//! Step folder naming. Pure parse/format logic, no I/O.
//!
//! Recognized forms inside a media category directory:
//!
//! ```text
//! overview            reference media, excluded from step semantics
//! step_<N>            legacy, machine-type-agnostic
//! step_<N>_<machine>  qualified with a canonical machine-type key
//! ```
//!
//! `format` composed with `parse` is the identity on qualified names; the
//! canonical form carries no zero padding.

use crate::error::{Result, ZumenError};
use crate::model::{MachineType, StepFolderKind};

pub const STEP_PREFIX: &str = "step_";
pub const OVERVIEW_DIR: &str = "overview";

/// Classify a directory name.
///
/// Fails with `MalformedName` when the name is neither the overview
/// literal nor the step prefix followed by a numeric token, and with
/// `UnknownMachineType` when a tag is present but outside the closed set.
pub fn parse(name: &str) -> Result<StepFolderKind> {
    if name == OVERVIEW_DIR {
        return Ok(StepFolderKind::Overview);
    }

    let rest = name
        .strip_prefix(STEP_PREFIX)
        .ok_or_else(|| ZumenError::MalformedName(name.to_string()))?;

    let (digits, tag) = match rest.split_once('_') {
        Some((digits, tag)) => (digits, Some(tag)),
        None => (rest, None),
    };

    if digits.is_empty() || !digits.bytes().all(|b| b.is_ascii_digit()) {
        return Err(ZumenError::MalformedName(name.to_string()));
    }
    let step: u32 = digits
        .parse()
        .map_err(|_| ZumenError::MalformedName(name.to_string()))?;

    match tag {
        None => Ok(StepFolderKind::Legacy { step }),
        Some(tag) => match MachineType::from_key(tag) {
            Some(machine) => Ok(StepFolderKind::Qualified { step, machine }),
            None => Err(ZumenError::UnknownMachineType(tag.to_string())),
        },
    }
}

/// Canonical qualified folder name for a step and machine type.
pub fn format(step: u32, machine: MachineType) -> String {
    format!("{}{}_{}", STEP_PREFIX, step, machine.key())
}

/// Legacy (untagged) folder name for a step.
pub fn legacy_name(step: u32) -> String {
    format!("{}{}", STEP_PREFIX, step)
}
//! Authenticated HTTP client

use reqwest::{Method, StatusCode};
use serde::{de::DeserializeOwned, Serialize};
use std::sync::Arc;
use tokio::sync::Mutex;

use super::session::{api_error, SessionManager};
use super::ClientError;

/// HTTP client that attaches the current bearer token to every request
///
/// A 401 response triggers exactly one refresh-and-retry; a second 401 or a
/// failed refresh surfaces as an error. Concurrent requests that hit 401
/// together share a single in-flight refresh rather than each racing their
/// own.
pub struct ApiClient {
    http: reqwest::Client,
    base_url: String,
    session: Arc<SessionManager>,
    refresh_gate: Mutex<()>,
}

impl ApiClient {
    pub fn new(session: Arc<SessionManager>) -> Self {
        Self {
            http: reqwest::Client::new(),
            base_url: session.base_url().to_string(),
            session,
            refresh_gate: Mutex::new(()),
        }
    }

    pub async fn get<T: DeserializeOwned>(&self, path: &str) -> Result<T, ClientError> {
        self.request(Method::GET, path, None).await
    }

    pub async fn post<B: Serialize, T: DeserializeOwned>(
        &self,
        path: &str,
        body: &B,
    ) -> Result<T, ClientError> {
        let body = serde_json::to_value(body)?;
        self.request(Method::POST, path, Some(body)).await
    }

    pub async fn put<B: Serialize, T: DeserializeOwned>(
        &self,
        path: &str,
        body: &B,
    ) -> Result<T, ClientError> {
        let body = serde_json::to_value(body)?;
        self.request(Method::PUT, path, Some(body)).await
    }

    pub async fn delete<T: DeserializeOwned>(&self, path: &str) -> Result<T, ClientError> {
        self.request(Method::DELETE, path, None).await
    }

    async fn request<T: DeserializeOwned>(
        &self,
        method: Method,
        path: &str,
        body: Option<serde_json::Value>,
    ) -> Result<T, ClientError> {
        let token_seen = self.session.get_access_token().await;
        let mut response = self.dispatch(&method, path, body.as_ref()).await?;

        if response.status() == StatusCode::UNAUTHORIZED {
            self.refresh_once(token_seen).await?;
            response = self.dispatch(&method, path, body.as_ref()).await?;
        }

        if response.status().is_success() {
            Ok(response.json::<T>().await?)
        } else {
            Err(api_error(response).await)
        }
    }

    async fn dispatch(
        &self,
        method: &Method,
        path: &str,
        body: Option<&serde_json::Value>,
    ) -> Result<reqwest::Response, ClientError> {
        let mut request = self
            .http
            .request(method.clone(), format!("{}{}", self.base_url, path));

        if let Some(token) = self.session.get_access_token().await {
            request = request.bearer_auth(token);
        }
        if let Some(body) = body {
            request = request.json(body);
        }

        Ok(request.send().await?)
    }

    /// Refresh the session at most once across concurrent callers
    ///
    /// The first caller through the gate performs the refresh; later callers
    /// find the token already replaced and skip straight to their retry.
    async fn refresh_once(&self, token_seen: Option<String>) -> Result<(), ClientError> {
        let _gate = self.refresh_gate.lock().await;

        if self.session.get_access_token().await == token_seen {
            self.session
                .refresh_session()
                .await
                .map_err(|_| ClientError::SessionExpired)?;
        }

        Ok(())
    }
}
____
» Work item: Take from the listing above each line in which the string "ApiClient" is found.

» Expected answer:
pub struct ApiClient {
impl ApiClient {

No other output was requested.